Since the period ended, Niox received a $4.5m payment from Beyond Air and announced a tender offer to repurchase approximately 26.25 million shares at 80p apiece, which could return up to £21m to shareholders.
If fully subscribed, the pro forma cash balance would be £6m as of 24 September.
Operationally, Niox said it continued to expand its distributor network in the US and EMEA geographies, targeting areas with untapped potential to drive scalable revenue growth.
The company was also progressing with the development of the 'Niox Pro', its next-generation clinical device for asthma diagnosis and management.

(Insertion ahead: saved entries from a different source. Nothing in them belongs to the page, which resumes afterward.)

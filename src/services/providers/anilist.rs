/// AniList GraphQL client
///
/// API Flow:
/// 1. Availability: HEAD {site}/ and HEAD {site}/user/{name}
/// 2. Watch lists: MediaListCollection by user name
/// 3. Recommendations: Media by id, first page of recommendations sorted by rating
///
/// AniList reports throttling inside the GraphQL envelope (`data: null`, first error
/// status 429), so the body is always decoded before the HTTP status is considered.
use crate::{
    config::Config,
    error::{AppError, AppResult},
    models::{GraphQlResponse, MediaId, MediaList, MediaPage, MediaPageData, WatchListsData},
    services::providers::{queries, AnimeCatalog},
};
use reqwest::{Client as HttpClient, StatusCode};
use serde::de::DeserializeOwned;
use serde_json::{json, Value};
use std::io::Write;
use std::time::Duration;

const PROGRESS_TICK: Duration = Duration::from_secs(3);

#[derive(Clone)]
pub struct AniListClient {
    http_client: HttpClient,
    site_url: String,
    graphql_url: String,
    request_delay: Duration,
    rate_limit_wait: Duration,
    max_attempts: u32,
}

impl AniListClient {
    pub fn new(config: &Config) -> Self {
        Self {
            http_client: HttpClient::new(),
            site_url: config.site_url.trim_end_matches('/').to_string(),
            graphql_url: config.graphql_url.clone(),
            request_delay: config.request_delay(),
            rate_limit_wait: config.rate_limit_wait(),
            max_attempts: config.rate_limit_max_attempts.max(1),
        }
    }

    /// POSTs a GraphQL query and decodes the envelope
    async fn post_query<T: DeserializeOwned>(
        &self,
        query: &str,
        variables: Value,
    ) -> AppResult<GraphQlResponse<T>> {
        let response = self
            .http_client
            .post(&self.graphql_url)
            .json(&json!({ "query": query, "variables": variables }))
            .send()
            .await?;

        let status = response.status();
        let response_text = response.text().await?;
        tracing::debug!(status = %status, response = %response_text, "Raw AniList response");

        serde_json::from_str(&response_text).map_err(|e| {
            tracing::error!(
                error = %e,
                status = %status,
                response = %response_text,
                "Failed to deserialize AniList response"
            );
            AppError::ExternalApi(format!(
                "Failed to parse AniList response (status {}): {}",
                status, e
            ))
        })
    }

    async fn head_is_ok(&self, url: &str) -> AppResult<bool> {
        let response = self.http_client.head(url).send().await?;
        tracing::debug!(url = %url, status = %response.status(), "HEAD check");
        Ok(response.status() == StatusCode::OK)
    }
}

/// Wait before the attempt following `attempt`: base, 2x base, 4x base, ...
pub(crate) fn backoff_delay(base: Duration, attempt: u32) -> Duration {
    let factor = 2u32.checked_pow(attempt.saturating_sub(1)).unwrap_or(u32::MAX);
    base.saturating_mul(factor)
}

/// Unwraps `data` from an envelope that is not rate limited
fn into_data<T>(response: GraphQlResponse<T>) -> AppResult<T> {
    if let Some(data) = response.data {
        return Ok(data);
    }
    Err(AppError::ExternalApi(format!(
        "AniList returned no data: {}",
        response.error_summary()
    )))
}

/// Sleeps for `delay`, printing a dot every few seconds so the user sees progress
async fn wait_with_progress(delay: Duration) {
    println!("hit the rate limit, waiting");
    let mut remaining = delay;
    while !remaining.is_zero() {
        let step = remaining.min(PROGRESS_TICK);
        tokio::time::sleep(step).await;
        remaining -= step;
        print!(".");
        if let Err(e) = std::io::stdout().flush() {
            tracing::debug!(error = %e, "Failed to flush progress output");
        }
    }
    println!();
}

#[async_trait::async_trait]
impl AnimeCatalog for AniListClient {
    async fn service_available(&self) -> AppResult<bool> {
        match self.head_is_ok(&self.site_url).await {
            Err(AppError::HttpClient(e)) => {
                tracing::warn!(error = %e, url = %self.site_url, "AniList root unreachable");
                Ok(false)
            }
            result => result,
        }
    }

    async fn user_exists(&self, username: &str) -> AppResult<bool> {
        let url = format!("{}/user/{}", self.site_url, username);
        self.head_is_ok(&url).await
    }

    async fn fetch_watch_lists(&self, username: &str) -> AppResult<Vec<MediaList>> {
        let response: GraphQlResponse<WatchListsData> = self
            .post_query(queries::WATCH_LISTS, json!({ "username": username }))
            .await?;

        if response.is_rate_limited() {
            tracing::warn!(username = %username, "Rate limited while fetching watch lists");
            return Err(AppError::RateLimited { attempts: 1 });
        }

        let lists = into_data(response)?.media_list_collection.lists;

        tracing::info!(
            username = %username,
            lists = lists.len(),
            entries = lists.iter().map(|l| l.entries.len()).sum::<usize>(),
            provider = "anilist",
            "Watch lists fetched"
        );

        Ok(lists)
    }

    async fn fetch_recommendations(&self, media_id: MediaId) -> AppResult<MediaPage> {
        let mut attempt = 1;
        loop {
            tokio::time::sleep(self.request_delay).await;

            let response: GraphQlResponse<MediaPageData> = self
                .post_query(queries::MEDIA_RECOMMENDATIONS, json!({ "id": media_id }))
                .await?;

            if !response.is_rate_limited() {
                let page = into_data(response)?.media;
                tracing::debug!(
                    media_id = %media_id,
                    recommendations = page.recommendations.nodes.len(),
                    attempt,
                    provider = "anilist",
                    "Recommendations fetched"
                );
                return Ok(page);
            }

            if attempt >= self.max_attempts {
                tracing::error!(
                    media_id = %media_id,
                    attempts = attempt,
                    "Giving up after repeated rate limiting"
                );
                return Err(AppError::RateLimited { attempts: attempt });
            }

            let delay = backoff_delay(self.rate_limit_wait, attempt);
            tracing::warn!(
                media_id = %media_id,
                attempt,
                wait_secs = delay.as_secs(),
                "Rate limited, backing off"
            );
            wait_with_progress(delay).await;
            attempt += 1;
        }
    }
}

#[cfg(test)]
mod tests {
    use super::*;
    use serde_json::json;
    use std::sync::{
        atomic::{AtomicUsize, Ordering},
        Arc,
    };
    use tokio::io::{AsyncReadExt, AsyncWriteExt};
    use tokio::net::{TcpListener, TcpStream};

    const THROTTLED: &str = r#"{"data":null,"errors":[{"message":"Too Many Requests.","status":429}]}"#;

    /// Reads one request, headers plus a Content-Length body
    async fn read_request(socket: &mut TcpStream) {
        let mut buf = Vec::new();
        let mut chunk = [0u8; 1024];
        loop {
            let n = socket.read(&mut chunk).await.unwrap_or(0);
            if n == 0 {
                return;
            }
            buf.extend_from_slice(&chunk[..n]);
            if let Some(end) = buf.windows(4).position(|w| w == b"\r\n\r\n") {
                let headers = String::from_utf8_lossy(&buf[..end]).to_ascii_lowercase();
                let body_len = headers
                    .lines()
                    .find_map(|line| line.strip_prefix("content-length:"))
                    .and_then(|v| v.trim().parse::<usize>().ok())
                    .unwrap_or(0);
                if buf.len() >= end + 4 + body_len {
                    return;
                }
            }
        }
    }

    /// Local HTTP server answering every request with the same response
    ///
    /// Connections are closed after each response, so the hit counter equals the
    /// number of requests made.
    async fn serve(status: &'static str, body: &'static str) -> (String, Arc<AtomicUsize>) {
        let listener = TcpListener::bind("127.0.0.1:0").await.unwrap();
        let addr = listener.local_addr().unwrap();
        let hits = Arc::new(AtomicUsize::new(0));
        let counter = hits.clone();

        tokio::spawn(async move {
            while let Ok((mut socket, _)) = listener.accept().await {
                counter.fetch_add(1, Ordering::SeqCst);
                tokio::spawn(async move {
                    read_request(&mut socket).await;
                    let response = format!(
                        "HTTP/1.1 {}\r\nContent-Type: application/json\r\nContent-Length: {}\r\nConnection: close\r\n\r\n{}",
                        status,
                        body.len(),
                        body
                    );
                    let _ = socket.write_all(response.as_bytes()).await;
                    let _ = socket.shutdown().await;
                });
            }
        });

        (format!("http://{}", addr), hits)
    }

    fn client_for(url: &str) -> AniListClient {
        let config = Config {
            site_url: url.to_string(),
            graphql_url: url.to_string(),
            request_delay_ms: 0,
            rate_limit_wait_secs: 0,
            rate_limit_max_attempts: 3,
            ..Config::default()
        };
        AniListClient::new(&config)
    }

    fn create_test_client() -> AniListClient {
        let config = Config {
            site_url: "http://test.local/".to_string(),
            rate_limit_max_attempts: 0,
            ..Config::default()
        };
        AniListClient::new(&config)
    }

    #[test]
    fn test_new_normalizes_config() {
        let client = create_test_client();
        assert_eq!(client.site_url, "http://test.local");
        assert_eq!(client.max_attempts, 1);
        assert_eq!(client.request_delay, Duration::from_secs(1));
    }

    #[test]
    fn test_backoff_doubles_each_attempt() {
        let base = Duration::from_secs(65);
        assert_eq!(backoff_delay(base, 1), Duration::from_secs(65));
        assert_eq!(backoff_delay(base, 2), Duration::from_secs(130));
        assert_eq!(backoff_delay(base, 3), Duration::from_secs(260));
    }

    #[test]
    fn test_backoff_saturates() {
        let delay = backoff_delay(Duration::from_secs(65), 64);
        assert_eq!(delay, Duration::from_secs(65).saturating_mul(u32::MAX));
    }

    #[test]
    fn test_into_data_success() {
        let response: GraphQlResponse<WatchListsData> = serde_json::from_value(json!({
            "data": { "MediaListCollection": { "lists": [] } }
        }))
        .unwrap();
        let data = into_data(response).unwrap();
        assert!(data.media_list_collection.lists.is_empty());
    }

    #[test]
    fn test_into_data_reports_errors() {
        let response: GraphQlResponse<WatchListsData> = serde_json::from_value(json!({
            "data": null,
            "errors": [{ "message": "Internal Server Error", "status": 500 }]
        }))
        .unwrap();
        let err = into_data(response).unwrap_err();
        assert!(matches!(err, AppError::ExternalApi(_)));
        assert!(err.to_string().contains("Internal Server Error (500)"));
    }

    #[tokio::test(start_paused = true)]
    async fn test_wait_with_progress_sleeps_full_delay() {
        let start = tokio::time::Instant::now();
        wait_with_progress(Duration::from_secs(7)).await;
        assert_eq!(start.elapsed(), Duration::from_secs(7));
    }

    #[tokio::test]
    async fn test_recommendations_give_up_after_max_attempts() {
        let (url, hits) = serve("429 Too Many Requests", THROTTLED).await;
        let client = client_for(&url);

        let err = client.fetch_recommendations(MediaId(1)).await.unwrap_err();

        assert!(matches!(err, AppError::RateLimited { attempts: 3 }));
        assert_eq!(hits.load(Ordering::SeqCst), 3);
    }

    #[tokio::test]
    async fn test_throttled_watch_lists_are_not_retried() {
        let (url, hits) = serve("429 Too Many Requests", THROTTLED).await;
        let client = client_for(&url);

        let err = client.fetch_watch_lists("tester").await.unwrap_err();

        assert!(matches!(err, AppError::RateLimited { attempts: 1 }));
        assert_eq!(hits.load(Ordering::SeqCst), 1);
    }

    #[tokio::test]
    async fn test_recommendations_decoded_from_data() {
        let body = r#"{"data":{"Media":{"id":1,"title":{"english":"Cowboy Bebop","romaji":"Cowboy Bebop"},"recommendations":{"nodes":[{"mediaRecommendation":{"id":205,"title":{"english":null,"romaji":"Samurai Champloo"},"meanScore":85}}]}}}}"#;
        let (url, hits) = serve("200 OK", body).await;
        let client = client_for(&url);

        let page = client.fetch_recommendations(MediaId(1)).await.unwrap();

        assert_eq!(page.id, MediaId(1));
        let rec = page.recommendations.nodes[0].media_recommendation.as_ref().unwrap();
        assert_eq!(rec.id, MediaId(205));
        assert_eq!(rec.title.display_name(), Some("Samurai Champloo"));
        assert_eq!(hits.load(Ordering::SeqCst), 1);
    }

    #[tokio::test]
    async fn test_watch_lists_decoded_from_data() {
        let body = r#"{"data":{"MediaListCollection":{"lists":[{"status":"COMPLETED","entries":[{"media":{"meanScore":80},"score":90,"mediaId":7}]}]}}}"#;
        let (url, _hits) = serve("200 OK", body).await;
        let client = client_for(&url);

        let lists = client.fetch_watch_lists("tester").await.unwrap();

        assert_eq!(lists.len(), 1);
        assert_eq!(lists[0].entries[0].media_id, MediaId(7));
    }

    #[tokio::test]
    async fn test_non_json_body_is_external_api_error() {
        let (url, _hits) = serve("502 Bad Gateway", "<html>bad gateway</html>").await;
        let client = client_for(&url);

        let err = client.fetch_recommendations(MediaId(1)).await.unwrap_err();

        assert!(matches!(err, AppError::ExternalApi(_)));
        assert!(err.to_string().contains("502"));
    }

    #[tokio::test]
    async fn test_head_checks_follow_status() {
        let (up, _) = serve("200 OK", "").await;
        assert!(client_for(&up).service_available().await.unwrap());
        assert!(client_for(&up).user_exists("tester").await.unwrap());

        let (missing, _) = serve("404 Not Found", "").await;
        assert!(!client_for(&missing).user_exists("nobody").await.unwrap());
    }

    #[tokio::test]
    async fn test_unreachable_root_is_not_available() {
        let client = client_for("http://127.0.0.1:1");
        assert!(!client.service_available().await.unwrap());
    }
}
pub mod config;
pub mod error;
pub mod models;
pub mod prompt;
pub mod services;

"I am pleased to report that the group continues to perform well with good growth in revenues and profits in the first half of the year," said executive chairman Ian Johnson.
"Cash generation remained strong which has enabled the board to recommend a further return of capital to shareholders by way of a tender offer, details of which are announced today.
"The board remains confident in achieving consensus expectations for the full year."
At 1147 BST, shares in Niox Group were up 6.58% at 70.34p.